Much of our views of ecology and evolution largely derive from our observations of animals, fungi, and plants. But these groups are on disparate branches of the eukaryotic tree of life. In my research I am motivated to ask if what we know from the macro-organisms also applies to the microbial protists. Protists are not the simple beginnings. They are neither the proto-animals nor the proto-plants. Protists are in their own equally ancient and important clades.
We normally think about tropical forests as teeming with animals and plants. What if we shrunk ourselves down to 50 microns to look around? Would we see the same patterns of biodiversity in the protists? Or would we see a few widespread species, as if they were in one giant petri dish that had been shaken? To answer this, I was funded by the German Research Foundation’s Emmy Noether Programme to form a team that aimed to expand our view of Neotropical rainforests to include a broader microbial perspective.

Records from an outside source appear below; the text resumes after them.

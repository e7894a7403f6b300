//! Profile fetcher

use std::sync::Arc;

use authflow_domain::constants::ACCESS_TOKEN_PARAM;
use authflow_domain::UserProfile;
use axum::extract::{RawQuery, State};
use axum::Json;

use super::errors::ProfileFailure;
use super::first_query_value;
use crate::context::AppContext;

/// Return the authenticated user's profile as JSON
///
/// Reads the first `access_token` query value.
pub async fn welcome(
    State(ctx): State<Arc<AppContext>>,
    RawQuery(query): RawQuery,
) -> Result<Json<UserProfile>, ProfileFailure> {
    let access_token = first_query_value(query.as_deref(), ACCESS_TOKEN_PARAM);
    let profile = ctx.auth_flow.welcome(access_token.as_deref()).await?;
    Ok(Json(profile))
}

We sampled soils in Costa Rica, Panama, and Ecuador (fig. 1). Walking through these rainforests was immensely fun, although we did not know then that we were in a paradise of parasites. Because the soils were quickly placed into buffer, we did not see any of the protists, except for the occasional plasmodial slime mold spreading over rotting wood. I did, though, spend most of my time looking at the ground to search for fallen flowers from the canopy trees and lianas. Back in the lab we sequenced >130 million DNA barcodes from the samples. Frédéric Mahé led the analyses that showed protists to be much more diverse than macro-organisms. In comparison to a similar survey of marine plankton, tropical forests may contain a much greater and lesser-known diversity of protists than found in the sunlit surface layer of the world’s open oceans.

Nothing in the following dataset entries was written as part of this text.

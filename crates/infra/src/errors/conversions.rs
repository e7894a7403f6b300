//! Conversions from external infrastructure errors into domain errors.

use authflow_common::auth::OAuthClientError;
use authflow_common::http::HttpClientError;
use authflow_domain::AuthFlowError;
use reqwest::Error as HttpError;

/// Error newtype that keeps conversions on the infrastructure side and can be
/// converted back into the domain error.
#[derive(Debug)]
pub struct InfraError(pub AuthFlowError);

impl From<InfraError> for AuthFlowError {
    fn from(value: InfraError) -> Self {
        value.0
    }
}

impl From<AuthFlowError> for InfraError {
    fn from(value: AuthFlowError) -> Self {
        InfraError(value)
    }
}

/// Extension trait to make the conversion logic explicit in tests and within
/// this module.
trait IntoAuthFlowError {
    fn into_authflow(self) -> AuthFlowError;
}

/* -------------------------------------------------------------------------- */
/* reqwest::Error → AuthFlowError */
/* -------------------------------------------------------------------------- */

impl IntoAuthFlowError for HttpError {
    fn into_authflow(self) -> AuthFlowError {
        if self.is_timeout() {
            return AuthFlowError::Network(format!("HTTP request timed out: {self}"));
        }

        if self.is_connect() {
            return AuthFlowError::Network(format!("HTTP connection failure: {self}"));
        }

        if self.is_decode() {
            return AuthFlowError::Provider(format!("undecodable response: {self}"));
        }

        if let Some(status) = self.status() {
            let message = format!(
                "HTTP {} {}",
                status.as_u16(),
                status.canonical_reason().unwrap_or("unknown status")
            );

            return match status.as_u16() {
                401 | 403 => AuthFlowError::Auth(message),
                400..=499 => AuthFlowError::InvalidInput(message),
                _ => AuthFlowError::Provider(message),
            };
        }

        AuthFlowError::Network(self.to_string())
    }
}

impl From<HttpError> for InfraError {
    fn from(value: HttpError) -> Self {
        InfraError(value.into_authflow())
    }
}

/* -------------------------------------------------------------------------- */
/* HttpClientError → AuthFlowError */
/* -------------------------------------------------------------------------- */

impl IntoAuthFlowError for HttpClientError {
    fn into_authflow(self) -> AuthFlowError {
        match self {
            HttpClientError::Build(err) => {
                AuthFlowError::Config(format!("failed to build HTTP client: {err}"))
            }
            HttpClientError::InvalidUserAgent(agent) => {
                AuthFlowError::Config(format!("invalid user agent: {agent}"))
            }
            HttpClientError::InvalidRequest(err) => {
                AuthFlowError::Internal(format!("invalid request: {err}"))
            }
            // Keep "METHOD url: cause" so the operator sees which call failed
            transport @ HttpClientError::Transport { .. } => {
                AuthFlowError::Network(transport.to_string())
            }
        }
    }
}

impl From<HttpClientError> for InfraError {
    fn from(value: HttpClientError) -> Self {
        InfraError(value.into_authflow())
    }
}

/* -------------------------------------------------------------------------- */
/* OAuthClientError → AuthFlowError */
/* -------------------------------------------------------------------------- */

impl IntoAuthFlowError for OAuthClientError {
    fn into_authflow(self) -> AuthFlowError {
        match self {
            OAuthClientError::RequestFailed(err) => err.into_authflow(),
            OAuthClientError::MissingCode => AuthFlowError::InvalidInput(self.to_string()),
            OAuthClientError::ConfigError(_) => AuthFlowError::Config(self.to_string()),
            OAuthClientError::OAuthError(_)
            | OAuthClientError::UnexpectedStatus { .. }
            | OAuthClientError::MissingAccessToken
            | OAuthClientError::ParseError(_) => AuthFlowError::Provider(self.to_string()),
        }
    }
}

impl From<OAuthClientError> for InfraError {
    fn from(value: OAuthClientError) -> Self {
        InfraError(value.into_authflow())
    }
}

/* -------------------------------------------------------------------------- */
/* Tests */
/* -------------------------------------------------------------------------- */

#[cfg(test)]
mod tests {
    use authflow_common::auth::OAuthError;
    use reqwest::{Client, StatusCode};
    use wiremock::matchers::method;
    use wiremock::{Mock, MockServer, ResponseTemplate};

    use super::*;

    #[test]
    fn oauth_error_document_maps_to_provider_error() {
        let err = OAuthClientError::OAuthError(OAuthError {
            error: "bad_verification_code".into(),
            error_description: Some("The code passed is incorrect or expired.".into()),
            error_uri: None,
        });

        let mapped: AuthFlowError = InfraError::from(err).into();
        match mapped {
            AuthFlowError::Provider(msg) => {
                assert!(msg.contains("bad_verification_code"));
                assert!(msg.contains("incorrect or expired"));
            }
            other => panic!("expected provider error, got {other:?}"),
        }
    }

    #[test]
    fn missing_code_maps_to_invalid_input() {
        let mapped: AuthFlowError = InfraError::from(OAuthClientError::MissingCode).into();
        assert!(matches!(mapped, AuthFlowError::InvalidInput(_)));
    }

    #[tokio::test]
    async fn transport_failure_names_the_request() {
        // Nothing listens on port 9 of the loopback interface
        let http = authflow_common::http::HttpClient::new().unwrap();
        let err = http
            .send(http.request(reqwest::Method::GET, "http://127.0.0.1:9/user"))
            .await
            .unwrap_err();

        let mapped: AuthFlowError = InfraError::from(err).into();
        match mapped {
            AuthFlowError::Network(msg) => assert!(msg.starts_with("GET http://127.0.0.1:9/user")),
            other => panic!("expected network error, got {other:?}"),
        }
    }

    #[tokio::test]
    async fn http_status_401_maps_to_auth_error() {
        let server = MockServer::start().await;
        Mock::given(method("GET"))
            .respond_with(ResponseTemplate::new(StatusCode::UNAUTHORIZED))
            .mount(&server)
            .await;

        let client = Client::builder().no_proxy().build().unwrap();
        let error = client.get(server.uri()).send().await.unwrap().error_for_status().unwrap_err();

        let mapped: AuthFlowError = InfraError::from(error).into();
        match mapped {
            AuthFlowError::Auth(msg) => assert!(msg.contains("401")),
            other => panic!("expected auth error, got {other:?}"),
        }
    }
}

The power to observe protists with DNA partially rests on our ability to distinguish real from spurious sequences. To do this we usually perform pairwise sequence comparisons to known species. To use the known to find the unknown, however, is not the best path to take when we know few species in a community. While sitting at an outdoor café in Oslo, Alexandros Stamatakis and I worked out the general approach to solve this by using phylogenetic placements. Lucas Czech wrote the scripts to perform these calculations and developed heattrees to visualize the results. He ran the initial analysis with all unique sequences on Leibniz Supercomputing Centre’s SuperMUC, one of the most powerful supercomputers in the world. This method to identify species in environmental sequencing studies is now being implemented in the international UniEuk initiative that aims to build a universal taxonomic framework for eukaryotes (especially the protists) and to provide a curated, phylogenetically-informed sequence database.
Fig. 1. a) Jordan Mayor at La Selva Biological Station, Costa Rica. b) Tobias Siemensmeyer at Barro Colorado Island, Panama, on his first day in a tropical forest. c) Frédéric Mahé and d) Micah Dunthorn at Tiputini Biodiversity Station, Ecuador.